AUGUSTA — On Waynflete’s first possession, center Morgan Woodhouse received a pass in the high post, then turned and discovered three Madison defenders surrounding her.

“Obviously, we had to stop her,” Madison Coach Al Veneziano said of Woodhouse, a 6-foot center who had 5 inches on the tallest defender. “She could beat you all by yourself. We wanted somebody in back of her, somebody in front of her and somebody ready to jump in and help.”

The strategy worked to perfection Saturday night, in large part because Woodhouse’s teammates managed only two field goals, one in each half.

Top-seeded Madison never trailed on the way to a 37-23 victory in the Western Class C girls’ basketball championship game at the Augusta Civic Center.

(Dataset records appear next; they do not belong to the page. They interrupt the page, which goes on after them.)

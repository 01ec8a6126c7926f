//! Response document types
//!
//! A [`Response`] is built once from the raw JSON document and exposes a
//! single ordered view of its entity collection, whichever shape the API
//! used for it.

use crate::error::{Error, Result};
use crate::types::{EntityId, JsonObject, JsonValue};
use serde::{Deserialize, Serialize};
use std::collections::HashMap;

/// Marker keys that the legacy format encodes as an empty string
const FLAG_KEYS: &[&str] = &["missing", "invalid"];

/// A `{from, to}` title normalization
#[derive(Debug, Clone, PartialEq, Eq, Serialize, Deserialize)]
pub struct TitleMapping {
    /// Title as given in the request
    pub from: String,
    /// Normalized title
    pub to: String,
}

/// A `{from, to}` redirect
#[derive(Debug, Clone, PartialEq, Eq, Serialize, Deserialize)]
pub struct Redirect {
    /// Redirect page title
    pub from: String,
    /// Redirect target title
    pub to: String,
    /// Section fragment of the target, if any
    #[serde(default)]
    pub tofragment: Option<String>,
}

/// A warning attached to a response
#[derive(Debug, Clone, Default, PartialEq, Eq)]
pub struct Warning {
    /// Machine-readable warning code
    pub code: Option<String>,
    /// Module that raised the warning
    pub module: Option<String>,
    /// Human-readable text
    pub text: Option<String>,
}

/// One entity of the page collection
#[derive(Debug, Clone, PartialEq)]
pub struct PageEntry {
    /// Canonical page id (from `pageid`, else from the collection key)
    pub id: Option<EntityId>,
    /// Page title
    pub title: Option<String>,
    /// The page's property bag
    pub entity: JsonObject,
}

/// One response of a continued query
#[derive(Debug, Clone, Default)]
pub struct Response {
    pages: Vec<PageEntry>,
    /// Direct index by id, only for id-keyed collections
    keyed: Option<HashMap<EntityId, usize>>,
    bad_revisions: Vec<JsonObject>,
    normalized: Vec<TitleMapping>,
    redirects: Vec<Redirect>,
    continuation: Option<JsonObject>,
    batch_complete: bool,
    warnings: Vec<Warning>,
}

impl Response {
    /// Ingest a raw response document
    ///
    /// Fails with [`Error::Api`] if the document carries an API error, and
    /// with [`Error::MalformedResponse`] if its structure is unusable.
    pub fn from_value(value: JsonValue) -> Result<Self> {
        let JsonValue::Object(mut document) = value else {
            return Err(Error::malformed("response is not a JSON object"));
        };

        if let Some(error) = extract_api_error(&document) {
            return Err(error);
        }

        let mut response = Response {
            batch_complete: document.get("batchcomplete").is_some_and(is_flag_set),
            warnings: document
                .get("warnings")
                .map(parse_warnings)
                .unwrap_or_default(),
            ..Default::default()
        };

        match document.remove("continue") {
            Some(JsonValue::Object(token)) => response.continuation = Some(token),
            Some(JsonValue::Null) | None => {}
            Some(other) => {
                return Err(Error::malformed(format!(
                    "'continue' must be an object, got {other}"
                )))
            }
        }

        match document.remove("query") {
            Some(JsonValue::Object(query)) => response.ingest_query(query)?,
            Some(JsonValue::Null) | None => {}
            Some(_) => return Err(Error::malformed("'query' must be an object")),
        }

        Ok(response)
    }

    /// Parse and ingest a response body
    pub fn parse(body: &str) -> Result<Self> {
        Self::from_value(serde_json::from_str(body)?)
    }

    fn ingest_query(&mut self, mut query: JsonObject) -> Result<()> {
        if let Some(normalized) = query.remove("normalized") {
            self.normalized = serde_json::from_value(normalized)
                .map_err(|e| Error::malformed(format!("bad 'normalized' list: {e}")))?;
        }
        if let Some(redirects) = query.remove("redirects") {
            self.redirects = serde_json::from_value(redirects)
                .map_err(|e| Error::malformed(format!("bad 'redirects' list: {e}")))?;
        }

        match query.remove("pages") {
            Some(JsonValue::Object(map)) => {
                let mut index = HashMap::with_capacity(map.len());
                for (key, entity) in map {
                    let entry = page_entry(entity, Some(&key))?;
                    if let Some(id) = EntityId::parse(&key).ok().or_else(|| entry.id.clone()) {
                        index.insert(id, self.pages.len());
                    }
                    self.pages.push(entry);
                }
                self.keyed = Some(index);
            }
            Some(JsonValue::Array(list)) => {
                for entity in list {
                    self.pages.push(page_entry(entity, None)?);
                }
            }
            Some(JsonValue::Null) | None => {}
            Some(_) => return Err(Error::malformed("'pages' must be an object or an array")),
        }

        let bad = match query.remove("badrevids") {
            Some(JsonValue::Object(map)) => map.into_iter().map(|(_, entity)| entity).collect(),
            Some(JsonValue::Array(list)) => list,
            _ => Vec::new(),
        };
        for entity in bad {
            let JsonValue::Object(mut entity) = entity else {
                return Err(Error::malformed("bad revision entry is not an object"));
            };
            backfill_flags(&mut entity);
            // an entry listed under badrevids is missing by definition
            entity.entry("missing").or_insert(JsonValue::Bool(true));
            self.bad_revisions.push(entity);
        }

        Ok(())
    }

    /// All page entities, in document order
    pub fn pages(&self) -> &[PageEntry] {
        &self.pages
    }

    /// Look a page up by canonical id
    pub fn page_by_id(&self, id: &EntityId) -> Option<&PageEntry> {
        match &self.keyed {
            Some(index) => index.get(id).map(|&i| &self.pages[i]),
            None => self.pages.iter().find(|p| p.id.as_ref() == Some(id)),
        }
    }

    /// Whether the page collection was keyed by id
    pub fn is_keyed(&self) -> bool {
        self.keyed.is_some()
    }

    /// Entries of `query.badrevids`
    pub fn bad_revisions(&self) -> &[JsonObject] {
        &self.bad_revisions
    }

    /// Title normalizations, in document order
    pub fn normalized(&self) -> &[TitleMapping] {
        &self.normalized
    }

    /// Redirects, in document order
    pub fn redirects(&self) -> &[Redirect] {
        &self.redirects
    }

    /// The opaque continuation token, if more responses follow
    pub fn continuation(&self) -> Option<&JsonObject> {
        self.continuation.as_ref()
    }

    /// Whether this response completes the current batch
    pub fn is_batch_complete(&self) -> bool {
        self.batch_complete
    }

    /// Warnings attached to this response
    pub fn warnings(&self) -> &[Warning] {
        &self.warnings
    }
}

/// Build a page entry, normalizing its legacy flags
fn page_entry(entity: JsonValue, key: Option<&str>) -> Result<PageEntry> {
    let JsonValue::Object(mut entity) = entity else {
        return Err(Error::malformed("page entry is not an object"));
    };
    backfill_flags(&mut entity);

    let id = entity
        .get("pageid")
        .and_then(EntityId::from_value)
        .or_else(|| key.and_then(|k| EntityId::parse(k).ok()));
    let title = entity
        .get("title")
        .and_then(JsonValue::as_str)
        .map(String::from);

    Ok(PageEntry { id, title, entity })
}

/// Rewrite `""` markers to `true` so "missing" is always boolean
fn backfill_flags(entity: &mut JsonObject) {
    for key in FLAG_KEYS {
        if let Some(flag) = entity.get_mut(*key) {
            if flag.as_str() == Some("") {
                *flag = JsonValue::Bool(true);
            }
        }
    }
}

/// Whether a flag-style field counts as set (`""` or `true`)
fn is_flag_set(value: &JsonValue) -> bool {
    !matches!(value, JsonValue::Bool(false) | JsonValue::Null)
}

fn extract_api_error(document: &JsonObject) -> Option<Error> {
    let error = match document.get("error") {
        Some(error) => error,
        None => document
            .get("errors")
            .and_then(JsonValue::as_array)
            .and_then(|errors| errors.first())?,
    };
    let field = |name: &str| error.get(name).and_then(JsonValue::as_str).map(String::from);
    Some(Error::Api {
        code: field("code").unwrap_or_else(|| "unknown".to_string()),
        info: field("info")
            .or_else(|| field("text"))
            .or_else(|| field("*"))
            .unwrap_or_default(),
    })
}

/// Accepts both `[{code, module, text}]` and the legacy `{module: {"*": text}}`
fn parse_warnings(value: &JsonValue) -> Vec<Warning> {
    let str_field =
        |v: &JsonValue, name: &str| v.get(name).and_then(JsonValue::as_str).map(String::from);
    match value {
        JsonValue::Array(list) => list
            .iter()
            .map(|w| Warning {
                code: str_field(w, "code"),
                module: str_field(w, "module"),
                text: str_field(w, "text").or_else(|| str_field(w, "*")),
            })
            .collect(),
        JsonValue::Object(by_module) => by_module
            .iter()
            .map(|(module, w)| Warning {
                code: str_field(w, "code"),
                module: Some(module.clone()),
                text: str_field(w, "warnings").or_else(|| str_field(w, "*")),
            })
            .collect(),
        _ => Vec::new(),
    }
}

The Bulldogs (17-4) return to the state finals for the second time in three years. They will play Eastern Maine champion Calais on Saturday in Augusta.

Waynflete, seeded second, finishes 15-4 after losing in the regional final for the second season in a row.

“We were just pressing offensively,” said Waynflete Coach Brandon Salway, whose team was held scoreless in the second quarter and without a field goal for a stretch of 16 minutes, 42 seconds from late in the first quarter until the last minute of the third. “The more balls that rolled off and didn’t go in, the more we were pressing.”

Waynflete was 0 for 15 in 3-point attempts. Woodhouse finished with 16 points, but the only other Flyers with a field goal were Lydia Stegemann, who scored the first basket of the game for Waynflete, and Amelia Mitchell, who scored with eight seconds left in the third quarter.

“I thought Morgan was a little unselfish to a fault,” said Salway, who told his team during a first-half timeout to make sure Woodhouse touched the ball on every possession. “I would have liked to see her take the ball to the hoop a little more, but she’s an unselfish kid.

“We just couldn’t get anything to fall.”

Madison senior Ali Russell, who scored 12 points and pulled down 10 rebounds, was given the Robin  Colcord Award as the tournament’s outstanding player. With Woodhouse guarding her, Russell often stood near half court just to get Woodhouse away from the basket.

“We wanted to do everything we could to pull her out of the paint,” said Russell.

With the score tied at 9 late in the first quarter, Russell converted an offensive rebound that sparked a 13-0 run to close out the first half.

The Bulldogs often passed the ball a dozen or more times before shooting, and all five starters scored in the first half.

“We knew we had good team chemistry,” said Madison point guard Bianca Stoutamyer. “We just had to go out and play hard.”

The Flyers twice cut the margin to single digits, midway through the third quarter and early in the fourth, but were never able to come closer than nine after intermission.

“I knew there would be a lot of focus on me,” said Woodhouse. “They played really good defense, but I’m happy with the way we played in the second half. We definitely matched their intensity.”

A raft of traveling violations added to Waynflete’s offensive woes.

“I think we were all kind of nervous,” said Woodhouse, the lone Waynflete senior. “You kind of lose your momentum when you get called for, like, 10 travels in a row.”